La blockchain dépoussière le financement commercial
Les banques n’ont pas fini d’explorer les possibilités ouvertes par la blockchain. Le consortium bancaire R3 et une quinzaine de ses membres, dont BNP Paribas et Natixis, ont annoncé hier tester l’utilisation de cette technologie de registre électronique dans les transactions commerciales. Deux prototypes de lettres de crédit et de créances clients ont ainsi été créés. L’une d’entre elles a été développée avec l’Infocomm Development Authority de Singapour.
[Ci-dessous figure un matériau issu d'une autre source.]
//! linescan CLI entry point

use clap::Parser;
use linescan::cli::scan::ScanOptions;
use linescan::cli::{Command, args::Cli};
use std::process;

fn main() {
    let cli = Cli::parse();
    linescan::cli::common::init_logging(cli.verbose);

    let exit_code = match cli.command {
        Command::Scan {
            rules,
            inputs,
            format,
            records,
            require_match,
        } => linescan::cli::scan::run_scan(&ScanOptions {
            rules,
            inputs,
            format,
            records,
            require_match,
            color: cli.color,
        }),
        Command::List { rules, format } => {
            linescan::cli::list::run_list(&rules, format, cli.color)
        }
    };

    process::exit(exit_code);
}
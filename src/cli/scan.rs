//! Scan command implementation
//!
//! This module implements the `linescan scan` command, which:
//! - Loads and compiles the rule file (following `extends`)
//! - Scans each input in order with one shared scanner state
//! - Prints per-rule hits (and optionally captured records)
//! - Returns an appropriate exit code

use crate::cli::args::{ColorChoice, OutputFormat};
use crate::cli::common::{
    EXIT_ERROR, EXIT_NO_MATCH, EXIT_SUCCESS, config_exit_code, load_rule_set,
};
use crate::config::RuleSet;
use crate::engine::ScanReport;
use crate::error::{ConfigError, ScanError};
use crate::output::{HumanFormatter, JsonlFormatter, ScanSummary};
use crate::scanner::{RecordingScanner, ScanState};
use std::fs::File;
use std::io::{self, BufReader, Write};
use std::path::{Path, PathBuf};
use termcolor::StandardStream;

/// Error type specific to the scan command
#[derive(Debug, thiserror::Error)]
pub(crate) enum ScanCommandError {
    #[error("{0}")]
    Config(#[from] ConfigError),

    #[error("{path}: {source}")]
    Input {
        path: PathBuf,
        #[source]
        source: ScanError,
    },

    #[error("Failed to open {path}: {source}")]
    Open {
        path: PathBuf,
        #[source]
        source: io::Error,
    },

    #[error("I/O error: {0}")]
    Io(#[from] io::Error),
}

/// Options for the scan command
#[derive(Debug, Clone)]
pub struct ScanOptions {
    pub rules: PathBuf,
    pub inputs: Vec<PathBuf>,
    pub format: OutputFormat,
    pub records: bool,
    pub require_match: bool,
    pub color: ColorChoice,
}

/// Run the scan command
///
/// # Returns
///
/// Exit code:
/// - 0: Success
/// - 1: No line matched and `--require-match` was given
/// - 2: Error (I/O, invalid rules, unreadable input)
/// - 3: Parse error (invalid TOML rule file)
pub fn run_scan(options: &ScanOptions) -> i32 {
    match run_scan_inner(options) {
        Ok(report) => {
            if options.require_match && report.matched == 0 {
                EXIT_NO_MATCH
            } else {
                EXIT_SUCCESS
            }
        }
        Err(e) => {
            eprintln!("Error: {}", e);
            match e {
                ScanCommandError::Config(ref err) => config_exit_code(err),
                _ => EXIT_ERROR,
            }
        }
    }
}

fn run_scan_inner(options: &ScanOptions) -> Result<ScanReport, ScanCommandError> {
    let rule_set = load_rule_set(&options.rules)?;

    if rule_set.registry().is_empty() {
        eprintln!("Warning: {} declares no rules. Nothing will match.", rule_set.name());
    }

    let mut state = if options.records {
        RecordingScanner::new()
    } else {
        RecordingScanner::counting()
    };

    let report = scan_inputs(&rule_set, &mut state, &options.inputs)?;

    let hits = state.hits().clone();
    let summary = ScanSummary::new(
        rule_set.name(),
        rule_set.registry(),
        &hits,
        state.into_records(),
        report,
    );

    match options.format {
        OutputFormat::Human => {
            let mut stdout = StandardStream::stdout(options.color.into());
            HumanFormatter::new()
                .with_records(options.records)
                .write_scan(&mut stdout, &summary)?;
        }
        OutputFormat::Jsonl => {
            let output = JsonlFormatter::new()
                .with_records(options.records)
                .format_scan(&summary);
            io::stdout().lock().write_all(output.as_bytes())?;
        }
    }

    Ok(report)
}

/// Scans every input in order; stdin when `inputs` is empty or `-`
fn scan_inputs(
    rule_set: &RuleSet,
    state: &mut RecordingScanner,
    inputs: &[PathBuf],
) -> Result<ScanReport, ScanCommandError> {
    let stdin_only = [PathBuf::from("-")];
    let inputs = if inputs.is_empty() {
        &stdin_only[..]
    } else {
        inputs
    };

    let mut total = ScanReport::default();
    for path in inputs {
        let report = scan_input(rule_set, state, path)?;
        tracing::debug!(
            input = %path.display(),
            lines = report.lines,
            matched = report.matched,
            "scanned input"
        );
        total.lines += report.lines;
        total.matched += report.matched;
    }
    Ok(total)
}

fn scan_input(
    rule_set: &RuleSet,
    state: &mut RecordingScanner,
    path: &Path,
) -> Result<ScanReport, ScanCommandError> {
    let result = if path == Path::new("-") {
        rule_set.run_reader(state, io::stdin().lock())
    } else {
        let file = File::open(path).map_err(|source| ScanCommandError::Open {
            path: path.to_path_buf(),
            source,
        })?;
        rule_set.run_reader(state, BufReader::new(file))
    };

    result.map_err(|source| ScanCommandError::Input {
        path: path.to_path_buf(),
        source,
    })
}

#[cfg(test)]
mod tests {
    use super::*;
    use crate::config::RuleFile;
    use std::fs;
    use tempfile::TempDir;

    fn rule_set() -> RuleSet {
        let file = RuleFile::parse(
            "[[rule]]\nname = \"get\"\npattern = \"GET (?P<path>\\\\S+)\"\n",
        )
        .unwrap();
        RuleSet::compile(file, "web", None).unwrap()
    }

    #[test]
    fn test_scan_inputs_accumulates_across_files() {
        let temp_dir = TempDir::new().unwrap();
        let a = temp_dir.path().join("a.log");
        let b = temp_dir.path().join("b.log");
        fs::write(&a, "GET /a\nPOST /x\n").unwrap();
        fs::write(&b, "GET /b\n").unwrap();

        let rule_set = rule_set();
        let mut state = RecordingScanner::new();
        let report = scan_inputs(&rule_set, &mut state, &[a, b]).unwrap();

        assert_eq!(report, ScanReport { lines: 3, matched: 2 });
        assert_eq!(state.hits().get("get"), 2);
        assert_eq!(state.records()[1].fields["path"], Some("/b".to_string()));
    }

    #[test]
    fn test_missing_input_file() {
        let temp_dir = TempDir::new().unwrap();
        let rule_set = rule_set();
        let mut state = RecordingScanner::new();
        let err = scan_inputs(&rule_set, &mut state, &[temp_dir.path().join("nope.log")])
            .unwrap_err();
        assert!(matches!(err, ScanCommandError::Open { .. }));
    }

    #[test]
    fn test_missing_rule_file_exit_code() {
        let temp_dir = TempDir::new().unwrap();
        let options = ScanOptions {
            rules: temp_dir.path().join("missing.toml"),
            inputs: vec![],
            format: OutputFormat::Jsonl,
            records: false,
            require_match: false,
            color: ColorChoice::Never,
        };
        assert_eq!(run_scan(&options), EXIT_ERROR);
    }
}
Les lettres de crédit constituent l’un des moyens les plus utilisés pour réduire les risques de paiement lors des transactions entre importateurs et exportateurs. Elles garantissent chaque année plus de 2.000 milliards de dollars de transactions. Mais leur gestion, reposant souvent sur des documents papier, impose une administration lourde. «Le financement des transactions commerciales (trade finance) représente une source de revenus importante pour les banques, mais son rôle central pour le commerce mondial a été contrarié par ces inefficiences», explique le consortium R3. Le trade finance représente selon le BCG près de 45 milliards de revenus annuels pour les banques.
Elaborer des standards
Compte tenu des volumes traités, et donc des économies potentielles, le financement import-export faisait donc partie des candidats naturels à l’usage de la blockchain. R3, qui réunit une cinquantaine de banques mondiales en vue d’élaborer des standards autour de la blockchain, avait fait de ce sujet l’une de ses priorités.
L’utilisation de la blockchain doit permettre de simplifier le processus des lettres de crédit ou des créances clients tout en apportant plus de transparence et de sécurité aux différents intervenants. En plaçant la transaction sur un livre privé partagé, les acteurs peuvent suivre les données en temps réel. Les lettres de crédit sont signées et garanties électroniquement. L’objectif est de réduire le coût de traitement de ces transactions commerciales. Le consortium R3 estime que l’usage de la blockchain pourrait réduire de 10% à 15% les coûts du trade finance ce qui, en augmentant les volumes, se traduirait par une croissance de 15% des revenus des banques.
Les partenaires vont désormais tester les prototypes auprès de certains de leurs clients, notamment les transporteurs maritimes. La technologie pourrait permettre de faciliter la gestion de leur trésorerie.